Margot Robbie: Richard Curtis (and Martin Scorsese's) new leading lady – interview

Australian actor Margot Robbie is about to hit the big time, starring in the new Richard Curtis romcom. But it's her next role, opposite Leonardo DiCaprio and directed by Martin Scorsese, that seems to have really got her excited

Margot Robbie is the most nearly-famous almost-star you've never heard of. At only 23 years old, the Australian actor has already been directed by Martin Scorsese and Richard Curtis and starred opposite Leonardo DiCaprio; a call from Woody Allen can't be far off. Next month she begins filming the caper comedy Focus, in which she'll star as a pickpocket who falls for a con artist played by Will Smith. Consequently, she has a lot to be excited about. So once she starts talking about the thrill of getting this callback while she was doing that read-through, or interrupting a backpacking holiday in Croatia with her brother to travel for 50 hours by plane, train and catamaran to an audition in New York, it's best to just to let her finish; it's also highly refreshing to find that she has not yet had the ebullience ground out of her by promotional duties.

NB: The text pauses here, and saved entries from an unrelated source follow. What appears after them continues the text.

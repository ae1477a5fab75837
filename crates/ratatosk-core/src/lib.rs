//! # ratatosk-core
//!
//! Core library for the Ratatosk CLI providing:
//! - Global and per-host configuration file parsing (YAML)
//! - Type definitions for backup groups and sources
//! - Shared utilities (human readable sizes, home directory lookup)

pub mod config;
pub mod error;
pub mod types;
pub mod utils;

pub use config::{Config, HostEntry, HostStore};
pub use error::{Error, Result};
pub use types::{BackupGroup, DbParams, GlobalConfig, HostConfig, SmtpConfig, SourceEntry, SourceSpec};
pub use utils::{get_home_dir, human_readable_size};
//! Snapshots command: list snapshots per host

use anyhow::Result;
use ratatosk_core::Config;
use ratatosk_restic::run_local;

use super::{load_hosts, local_restic};
use crate::cli::FilterArgs;
use crate::output;

pub async fn run(args: FilterArgs, config: &Config) -> Result<()> {
    let store = load_hosts(config)?;
    for host in store.iter(args.hostname.as_deref()) {
        output::header(&format!("Snapshots for {}", host.name));
        let cmd = local_restic(config, &host.name).subcommand("snapshots");
        let (_ok, text) = run_local(&cmd.argv()).await?;
        println!("{text}");
    }
    Ok(())
}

Near the end of our interview, the studio PR pops her head round the door to wrap things up, and I have to confess sheepishly that I will need a little longer. We've been talking for 45 minutes and we haven't even got round to discussing the film that Robbie has been flown here at great expense to promote: Curtis's time-travel romcom About Time. It's not that I didn't try. When Robbie mentions her habit of people-watching, I ask how this came in useful in About Time. When she tells me that it's unwise to finalise a character's backstory in your mind – "The director might say, 'We're gonna make it that she had an abortion two years ago,' and you'd be, like, 'Really? I had her down as a virgin'" – I ask whether she and Curtis differed at all over her About Time character.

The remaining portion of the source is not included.